Records from a data collection:
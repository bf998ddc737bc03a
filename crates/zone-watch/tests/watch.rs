use async_trait::async_trait;
use geofence::GeoPoint;
use risk_zones::ZoneRegistry;
use std::sync::Arc;
use std::time::Duration;
use tokio::sync::mpsc;
use zone_watch::{
    ChannelSensor, LocationSample, Notification, NotificationSink, PermissionScope, Priority, SampleFeeder,
    SensorError, SinkError, WatchConfig, WatchError, WatchStatus, ZoneWatcher,
};

/// Forwards every alert to the test
struct RecordingSink(mpsc::UnboundedSender<Notification>);

#[async_trait]
impl NotificationSink for RecordingSink {
    async fn deliver(&self, notification: &Notification) -> Result<String, SinkError> {
        self.0
            .send(notification.clone())
            .map_err(|e| SinkError::Unavailable(e.to_string()))?;
        Ok("recorded".to_string())
    }
}

struct Harness {
    watcher: ZoneWatcher,
    sensor: ChannelSensor,
    feeder: SampleFeeder,
    alerts: mpsc::UnboundedReceiver<Notification>,
}

fn harness() -> Harness {
    let (sensor, feeder) = ChannelSensor::new();
    let (tx, alerts) = mpsc::unbounded_channel();
    let watcher = ZoneWatcher::new(
        Arc::new(sensor.clone()),
        Arc::new(RecordingSink(tx)),
        Arc::new(ZoneRegistry::with_default_zones()),
        WatchConfig::default(),
    );
    Harness {
        watcher,
        sensor,
        feeder,
        alerts,
    }
}

fn at(lat: f64, lon: f64) -> LocationSample {
    LocationSample::now(GeoPoint::new(lat, lon).unwrap())
}

const SADDAR: (f64, f64) = (24.8607, 67.0011);
const AWAY: (f64, f64) = (24.9607, 67.0011);

async fn next_alert(alerts: &mut mpsc::UnboundedReceiver<Notification>) -> Notification {
    tokio::time::timeout(Duration::from_secs(1), alerts.recv())
        .await
        .expect("alert expected")
        .expect("sink channel open")
}

async fn assert_silent(alerts: &mut mpsc::UnboundedReceiver<Notification>) {
    let res = tokio::time::timeout(Duration::from_millis(200), alerts.recv()).await;
    assert!(res.is_err(), "unexpected alert: {:?}", res);
}

#[tokio::test]
async fn start_is_idempotent() {
    let h = harness();
    h.watcher.start().await.unwrap();
    h.watcher.start().await.unwrap();

    assert_eq!(h.watcher.status(), WatchStatus::Running);
    assert_eq!(h.sensor.active_subscriptions(), 1);

    h.watcher.stop().await;
    assert_eq!(h.sensor.active_subscriptions(), 0);
}

#[tokio::test]
async fn stop_while_stopped_is_noop() {
    let h = harness();
    h.watcher.stop().await;
    assert_eq!(h.watcher.status(), WatchStatus::Stopped);

    h.watcher.start().await.unwrap();
    h.watcher.stop().await;
    h.watcher.stop().await;
    assert_eq!(h.watcher.status(), WatchStatus::Stopped);
}

#[tokio::test]
async fn denied_permission_is_reported() {
    let h = harness();
    h.sensor.set_permission(PermissionScope::Background, false);

    let err = h.watcher.start().await.unwrap_err();
    assert_eq!(err, WatchError::PermissionDenied(PermissionScope::Background));
    assert_eq!(h.watcher.status(), WatchStatus::Stopped);
    assert_eq!(h.sensor.active_subscriptions(), 0);

    // caller retries after the user grants it
    h.sensor.set_permission(PermissionScope::Background, true);
    h.watcher.start().await.unwrap();
    assert_eq!(h.watcher.status(), WatchStatus::Running);
}

#[tokio::test]
async fn foreground_only_when_background_not_required() {
    let (sensor, _feeder) = ChannelSensor::new();
    sensor.set_permission(PermissionScope::Background, false);
    let (tx, _rx) = mpsc::unbounded_channel();
    let config = WatchConfig {
        require_background: false,
        ..WatchConfig::default()
    };
    let watcher = ZoneWatcher::new(
        Arc::new(sensor),
        Arc::new(RecordingSink(tx)),
        Arc::new(ZoneRegistry::with_default_zones()),
        config,
    );
    watcher.start().await.unwrap();
    assert_eq!(watcher.status(), WatchStatus::Running);
}

#[tokio::test]
async fn entry_alert_fires_once() {
    let mut h = harness();
    h.watcher.start().await.unwrap();

    h.feeder.push(at(SADDAR.0, SADDAR.1));
    let alert = next_alert(&mut h.alerts).await;
    assert_eq!(alert.title, "HIGH Risk Area Alert");
    assert_eq!(alert.body, "You entered restricted area: Karachi Saddar");
    assert_eq!(alert.priority, Priority::Critical);

    // moving inside the zone, far enough to pass the throttle
    h.feeder.push(at(SADDAR.0 + 0.002, SADDAR.1));
    h.feeder.push(at(SADDAR.0 + 0.004, SADDAR.1));
    assert_silent(&mut h.alerts).await;

    let state = h.watcher.session_state().await;
    assert_eq!(state.last_contained_zone_id.as_deref(), Some("1"));
}

#[tokio::test]
async fn reentry_fires_again() {
    let mut h = harness();
    h.watcher.start().await.unwrap();

    h.feeder.push(at(SADDAR.0, SADDAR.1));
    next_alert(&mut h.alerts).await;

    h.feeder.push(at(AWAY.0, AWAY.1));
    assert_silent(&mut h.alerts).await;

    h.feeder.push(at(SADDAR.0, SADDAR.1));
    let alert = next_alert(&mut h.alerts).await;
    assert!(alert.body.contains("Karachi Saddar"));
}

#[tokio::test]
async fn no_alerts_after_stop() {
    let mut h = harness();
    h.watcher.start().await.unwrap();
    h.watcher.stop().await;

    assert_eq!(h.feeder.push(at(SADDAR.0, SADDAR.1)), 0);
    assert_silent(&mut h.alerts).await;
    assert_eq!(h.watcher.session_state().await, Default::default());
}

#[tokio::test]
async fn restart_begins_with_fresh_state() {
    let mut h = harness();
    h.watcher.start().await.unwrap();
    h.feeder.push(at(SADDAR.0, SADDAR.1));
    next_alert(&mut h.alerts).await;

    h.watcher.stop().await;
    h.watcher.start().await.unwrap();

    // Same position inside the 5 s interval, but a new session starts with a
    // new throttle and empty state: the entry is announced again
    h.feeder.push(at(SADDAR.0, SADDAR.1));
    next_alert(&mut h.alerts).await;
}

#[tokio::test]
async fn sensor_errors_do_not_stop_the_session() {
    let mut h = harness();
    h.watcher.start().await.unwrap();

    h.feeder.push_error(SensorError::Unavailable("gps glitch".into()));
    h.feeder.push_error(SensorError::NoFix);
    h.feeder.push(at(SADDAR.0, SADDAR.1));

    next_alert(&mut h.alerts).await;
    assert_eq!(h.watcher.status(), WatchStatus::Running);
}

#[tokio::test]
async fn closed_sensor_moves_to_stopped() {
    let h = harness();
    h.watcher.start().await.unwrap();
    let mut status = h.watcher.subscribe_status();

    h.feeder.shutdown();
    tokio::time::timeout(Duration::from_secs(1), status.wait_for(|s| *s == WatchStatus::Stopped))
        .await
        .expect("watcher should stop")
        .unwrap();

    // and can be started again
    h.watcher.start().await.unwrap();
    assert_eq!(h.watcher.status(), WatchStatus::Running);
    assert_eq!(h.sensor.active_subscriptions(), 1);
}

#[tokio::test]
async fn current_location_needs_a_fix() {
    let h = harness();
    assert!(matches!(
        h.watcher.current_location().await,
        Err(WatchError::SensorUnavailable(_))
    ));

    let sample = at(31.5204, 74.3587);
    h.feeder.push(sample);
    assert_eq!(h.watcher.current_location().await.unwrap(), sample);
}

WHAT THE TASK REQUIRES:
Filter the entries above down to the lines that hold the word "const", and copy those lines.

EXPECTED ANSWER:
const SADDAR: (f64, f64) = (24.8607, 67.0011);
const AWAY: (f64, f64) = (24.9607, 67.0011);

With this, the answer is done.